Effectiveness of epcoritamab in a heterogeneous population with relapsed/refractory (R/R) diffuse large B-cell lymphoma (DLBCL) including post-chimeric antigen receptor T-cell therapy (CAR T) patients: Insights from the real-world epcoritamab patient characteristics and outcomes research (Real-EPCOR) study Free

Introduction: Epcoritamab (epcor) was the first CD3xCD20 bispecific antibody approved for treatment of R/R DLBCL in May 2023 based on its efficacy and safety in EPCORE NHL-1. Patients (pts) enrolled in clinical trials are highly selected, and those with high-risk features, such as primary refractory disease, early post-CAR T relapse, poor Eastern Cooperative Oncology Group (ECOG) performance status (PS), and CD20+ status are often underrepresented or excluded. As epcor use expands in more heterogeneous, real-world populations, there is increasing interest in understanding pt characteristics and response outcomes associated with its use outside of clinical trials. In particular, pts with DLBCL that is resistant to, or relapse soon after, CAR T are left with limited treatment options and often present with rapidly progressive, resistant disease, making them especially challenging to manage. Generating real-world evidence is critical for informing optimal use of epcor in routine practice.

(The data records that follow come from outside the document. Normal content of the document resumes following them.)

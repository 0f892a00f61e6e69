use async_trait::async_trait;
use serde::{Deserialize, Serialize};
use std::time::Duration;
use utoipa::ToSchema;
use validator::Validate;

use crate::errors::ServiceError;

/// A concrete postal address, either typed in at checkout or loaded from the
/// customer's address book.
#[derive(Debug, Clone, PartialEq, Eq, Serialize, Deserialize, Validate, ToSchema)]
pub struct PostalAddress {
    #[validate(length(min = 1))]
    pub street: String,
    #[serde(skip_serializing_if = "Option::is_none")]
    pub unit: Option<String>,
    #[validate(length(min = 1))]
    pub city: String,
    #[validate(length(min = 1))]
    pub state: String,
    #[validate(length(min = 1))]
    pub postal_code: String,
    #[validate(length(min = 2))]
    pub country: String,
}

impl PostalAddress {
    /// Single-line rendering used for order snapshots and geocoding queries.
    pub fn formatted(&self) -> String {
        let mut line = self.street.clone();
        if let Some(unit) = &self.unit {
            line.push_str(", ");
            line.push_str(unit);
        }
        format!(
            "{}, {}, {} {}, {}",
            line, self.city, self.state, self.postal_code, self.country
        )
    }
}

#[derive(Debug, Clone, Copy, PartialEq, Serialize, Deserialize)]
pub struct Coordinates {
    pub latitude: f64,
    pub longitude: f64,
}

/// Forward/reverse geocoding against an external provider. Coordinates for
/// billing-relevant distance checks always come from here, never from the
/// client.
#[async_trait]
pub trait Geocoder: Send + Sync {
    async fn geocode(&self, address: &PostalAddress) -> Result<Coordinates, ServiceError>;

    async fn reverse_geocode(&self, coords: &Coordinates) -> Result<PostalAddress, ServiceError>;
}

#[derive(Debug, Deserialize)]
struct GeocodeResponse {
    lat: f64,
    lon: f64,
}

#[derive(Debug, Deserialize)]
struct ReverseGeocodeResponse {
    address: PostalAddress,
}

/// Geocoder backed by an HTTP provider.
pub struct HttpGeocoder {
    client: reqwest::Client,
    base_url: String,
}

impl HttpGeocoder {
    pub fn new(base_url: String, user_agent: &str) -> Self {
        Self {
            client: reqwest::Client::builder()
                .timeout(Duration::from_secs(10))
                .user_agent(user_agent)
                .build()
                .expect("reqwest client"),
            base_url,
        }
    }
}

#[async_trait]
impl Geocoder for HttpGeocoder {
    async fn geocode(&self, address: &PostalAddress) -> Result<Coordinates, ServiceError> {
        let url = format!("{}/geocode", self.base_url);
        let response = self
            .client
            .get(&url)
            .query(&[("q", address.formatted())])
            .send()
            .await
            .map_err(|e| ServiceError::ExternalServiceError(format!("geocoding request: {e}")))?;

        if !response.status().is_success() {
            return Err(ServiceError::ExternalServiceError(format!(
                "geocoding returned {}",
                response.status()
            )));
        }

        let hits: Vec<GeocodeResponse> = response
            .json()
            .await
            .map_err(|e| ServiceError::ExternalServiceError(format!("geocoding response: {e}")))?;

        let hit = hits.into_iter().next().ok_or_else(|| {
            ServiceError::DeliveryConflict("Delivery address could not be located".to_string())
        })?;

        Ok(Coordinates {
            latitude: hit.lat,
            longitude: hit.lon,
        })
    }

    async fn reverse_geocode(&self, coords: &Coordinates) -> Result<PostalAddress, ServiceError> {
        let url = format!("{}/reverse", self.base_url);
        let response = self
            .client
            .get(&url)
            .query(&[
                ("lat", coords.latitude.to_string()),
                ("lon", coords.longitude.to_string()),
            ])
            .send()
            .await
            .map_err(|e| ServiceError::ExternalServiceError(format!("geocoding request: {e}")))?;

        if !response.status().is_success() {
            return Err(ServiceError::ExternalServiceError(format!(
                "reverse geocoding returned {}",
                response.status()
            )));
        }

        let body: ReverseGeocodeResponse = response
            .json()
            .await
            .map_err(|e| ServiceError::ExternalServiceError(format!("geocoding response: {e}")))?;

        Ok(body.address)
    }
}

#[cfg(test)]
mod tests {
    use super::*;

    #[test]
    fn formatted_joins_address_parts() {
        let address = PostalAddress {
            street: "500 Mission St".into(),
            unit: Some("Apt 2".into()),
            city: "San Francisco".into(),
            state: "CA".into(),
            postal_code: "94105".into(),
            country: "US".into(),
        };
        assert_eq!(
            address.formatted(),
            "500 Mission St, Apt 2, San Francisco, CA 94105, US"
        );
    }

    #[test]
    fn formatted_skips_missing_unit() {
        let address = PostalAddress {
            street: "1 Market St".into(),
            unit: None,
            city: "San Francisco".into(),
            state: "CA".into(),
            postal_code: "94103".into(),
            country: "US".into(),
        };
        assert_eq!(address.formatted(), "1 Market St, San Francisco, CA 94103, US");
    }
}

Methods: Real-EPCOR is a multicenter US retrospective chart review study at >8 academic and community oncology centers designed to evaluate the real-world use of epcor. Eligible pts are adults (≥18 years) with R/R DLBCL and ≥2 prior lines of therapy (LOT) who initiated epcor outside of a clinical trial after 5/19/23. Pt demographic, clinical, and treatment data were collected, including ECOG PS, refractory status, prior CAR T, and CD20+ status. Overall response rate (ORR) was evaluated during epcor treatment and defined as the proportion of pts achieving complete response (CR) or partial response among pts with ≥1 evaluable response assessment or who died due to disease progression before response assessment. ORR and CR rate were calculated for the entire cohort, for pts receiving ≥2 cycles of epcor (full cycle is 28 days), and for pts who received prior CAR T.

Results:

This interim analysis included 34 pts from 2 centers. Data collection and analysis is ongoing and updated results with additional pts and longer follow-up may be included at time of presentation.

Median age was 67 years; 68% pts were male and 85% were White. Median time from DLBCL diagnosis to initiation of epcor was 15.5 months. The most common comorbidities were cardiovascular disease (59%) and diabetes mellitus (29%). ECOG PS was ≥2 in 29% of pts, and 85% of pts had Ann Arbor stage 3-4 disease. Nearly all (97%) had CD20+ DLBCL. High-risk features were common at time of epcor initiation, including 53% with International Prognostic Index (IPI) ≥3, 26% with double-hit, and 24% with non-GCB subtype. Among pts who received ≥2 cycles of epcor (n=15), 20% had ECOG PS ≥2 and 33% had IPI ≥3; in post-CAR T pts, 22% had ECOG PS ≥2 and 57% had IPI ≥3.

Median number of prior LOT was 3 (range: 2–9); 44% of pts initiated epcor as 3L therapy. Prior to epcor, 41% had primary refractory disease. Following their most recent therapy, 72% had refractory disease, and 43% had DLBCL that was refractory to all prior LOT in those with known refractory status. Most pts (68%) received prior CAR T, with a median interval of 4.6 months from infusion to epcor initiation, and 23% initiated epcor ≤2 months from CAR T. 15 pts (44%) received CAR T in the LOT immediately prior to epcor, 9 (60%) of whom were refractory to CAR T.

The ORR was 50% and CR rate was 29% in the overall evaluable population (n=24). 10 pts were not evaluable, as they did not undergo a response assessment either because they remained alive without assessment or experienced a non-progression-related event. Among pts who received ≥2 cycles of epcor, ORR was 85% and CR rate was 54% in the evaluable population (n=13). Among 23 post-CAR T pts, ORR was 53% and CR rate was 33% in the evaluable population (n=15).

Conclusion:

In this real-world interim analysis, pts with R/R DLBCL treated with epcor had a high proportion of CD20+ disease, higher-risk clinical features, greater comorbidity burden, and more complex treatment histories, including a substantial proportion with prior CAR T, compared to pts in EPCORE NHL-1. Therefore, the ORR remains highly meaningful in the overall cohort despite being lower than the trial. Encouraging ORRs among those who received ≥2 cycles of epcor or had prior CAR T suggest that epcor monotherapy may provide clinical benefit even in difficult-to-treat pts in the real-world setting. Ongoing real-world survival analyses will inform the optimal use of epcor within the evolving treatment landscape of R/R DLBCL.